Maurice et Jean pensaient pouvoir se passer de tout secours, et cependant le sentier n’était guère marqué çà et là que par une pierre légèrement polie par le frottement, une motte de gazon un peu affaissée… Pour ne pas perdre l’équilibre, ils étaient forcés de saisir de la main gauche les herbes que la pente du terrain mettait à leur portée.

Le plus difficile du trajet n’était pas fait. La pente cessait, il est vrai, le terrain devenait uni ; mais le passage se présentait étroit au point d’en être effrayant : il n’avait pas un mètre de large. C’était comme un pont sans parapet.

D’un côté, la chute menaçait d’être verticale ; de l’autre, un talus rapide dégringolait vers des rochers reposant par assises les uns sur les autres, comme un gigantesque escalier écroulé. Dans lequel des deux gouffres valait-il mieux tomber ? La pensée effrayée flottait entre ces deux hésitations, entre ces deux craintes.

Maurice, courageusement voulut passer le premier. Il le fit en se baissant un peu pour éviter le vertige.

— Le sentier n’est pas d’une solidité parfaite, observa-t-il, en sentant trembler sous ses pieds le basalte miné par les eaux des pluies.
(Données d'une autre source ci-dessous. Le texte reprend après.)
//! Guard rules for pre-commit and pre-push hooks.
//!
//! A guard rule is a named predicate evaluated against repository state; it
//! reports findings as warnings (visible, never blocking) or failures
//! (blocking: the hook exits non-zero). Rules are executed strictly in
//! configuration order by [`engine::run_rules`], and an error raised by one
//! rule becomes a failure entry without aborting the rules after it.

#![forbid(unsafe_code)]

pub mod config;
pub mod engine;
pub mod rules;

use std::collections::BTreeMap;

use fence_core::repo::Repository;

pub use config::{Config, ConfigError};
pub use engine::{run_rules, RunResult};

/// The hook phase a guard run is evaluated for.
#[derive(Debug, Clone, Copy, PartialEq, Eq)]
pub enum Mode {
    /// Invoked from a pre-commit hook.
    PreCommit,
    /// Invoked from a pre-push hook.
    PrePush,
    /// Invoked directly by a user.
    Manual,
}

impl Mode {
    /// The flag spelling of this mode.
    pub fn as_str(&self) -> &'static str {
        match self {
            Mode::PreCommit => "pre-commit",
            Mode::PrePush => "pre-push",
            Mode::Manual => "manual",
        }
    }
}

impl std::fmt::Display for Mode {
    fn fmt(&self, f: &mut std::fmt::Formatter<'_>) -> std::fmt::Result {
        f.write_str(self.as_str())
    }
}

impl std::str::FromStr for Mode {
    type Err = String;

    fn from_str(s: &str) -> Result<Self, Self::Err> {
        match s {
            "pre-commit" => Ok(Mode::PreCommit),
            "pre-push" => Ok(Mode::PrePush),
            "manual" => Ok(Mode::Manual),
            other => Err(format!("unknown mode '{other}'")),
        }
    }
}

/// Whether a rule reports its findings as blocking failures or as warnings.
#[derive(Debug, Clone, Copy, PartialEq, Eq, Default, serde::Deserialize)]
#[serde(rename_all = "kebab-case")]
pub enum Action {
    /// Report to the warning sink; the run still passes.
    Warn,
    /// Report to the failure sink; the run exits non-zero.
    #[default]
    Error,
}

/// A single finding reported by a rule.
#[derive(Debug, Clone, PartialEq, Eq)]
pub struct Annotation {
    /// Name of the reporting rule.
    pub name: String,
    /// Human-readable description of the finding.
    pub message: String,
    /// Offending files, repo-relative with forward slashes.
    pub files: Vec<String>,
    /// Additional key/value details for diagnostics.
    pub meta: BTreeMap<String, String>,
}

impl Annotation {
    /// Create an annotation with no files or metadata attached.
    pub fn new(name: impl Into<String>, message: impl Into<String>) -> Self {
        Self {
            name: name.into(),
            message: message.into(),
            files: Vec::new(),
            meta: BTreeMap::new(),
        }
    }

    /// Attach the offending file list.
    pub fn with_files(mut self, files: Vec<String>) -> Self {
        self.files = files;
        self
    }

    /// Attach one metadata entry.
    pub fn with_meta(mut self, key: impl Into<String>, value: impl Into<String>) -> Self {
        self.meta.insert(key.into(), value.into());
        self
    }
}

/// Per-run state shared by all rules: the mode, the repository under
/// inspection, and the two reporting sinks.
///
/// Calling [`Context::fail`] marks the run as failed but does not stop the
/// rules that follow.
pub struct Context {
    mode: Mode,
    repo: Repository,
    warnings: Vec<Annotation>,
    failures: Vec<Annotation>,
}

impl Context {
    /// Create a fresh context for one run.
    pub fn new(mode: Mode, repo: Repository) -> Self {
        Self {
            mode,
            repo,
            warnings: Vec::new(),
            failures: Vec::new(),
        }
    }

    /// The mode this run was invoked for.
    pub fn mode(&self) -> Mode {
        self.mode
    }

    /// The repository inspector for this run's working directory.
    pub fn repo(&self) -> &Repository {
        &self.repo
    }

    /// Record a non-blocking warning.
    pub fn warn(&mut self, annotation: Annotation) {
        self.warnings.push(annotation);
    }

    /// Record a blocking failure.
    pub fn fail(&mut self, annotation: Annotation) {
        self.failures.push(annotation);
    }

    /// Record through the sink selected by `action`.
    pub fn report(&mut self, action: Action, annotation: Annotation) {
        match action {
            Action::Warn => self.warn(annotation),
            Action::Error => self.fail(annotation),
        }
    }

    fn into_result(self) -> RunResult {
        RunResult {
            warnings: self.warnings,
            failures: self.failures,
        }
    }
}

/// Error raised by a rule when a query it cannot do without fails.
#[derive(Debug, thiserror::Error)]
pub enum RuleError {
    /// A mandatory repository query failed.
    #[error(transparent)]
    Inspect(#[from] fence_core::repo::Error),
    /// Any other rule-specific failure.
    #[error("{0}")]
    Message(String),
}

/// A named guard predicate evaluated against repository state.
///
/// Implementations must not retain the context beyond one `run` call; the
/// engine converts a returned error into a failure entry named after the
/// rule.
pub trait Rule {
    /// Stable rule name used in report prefixes.
    fn name(&self) -> &str;

    /// Evaluate the rule, reporting findings through `ctx`.
    fn run(&self, ctx: &mut Context) -> Result<(), RuleError>;
}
Il revint sur ses pas et offrit la main à son camarade ; mais Jean, tout à fait rassuré, suivit le chemin sur lequel Maurice s’était hasardé.

Le périlleux passage franchi, la montagne se relevait ; c’était une sorte d’échelle qu’il fallait gravir en s’aidant des pieds et des mains. Enfin un étroit plateau, couvert d’une herbe touffue, se présenta et leur permit de se reposer à l’abri du piton qui forme la tête du Sancy. La vue y planait au loin ; mais le regard s’attachait avec persistance sur les points où des dangers avaient été courus.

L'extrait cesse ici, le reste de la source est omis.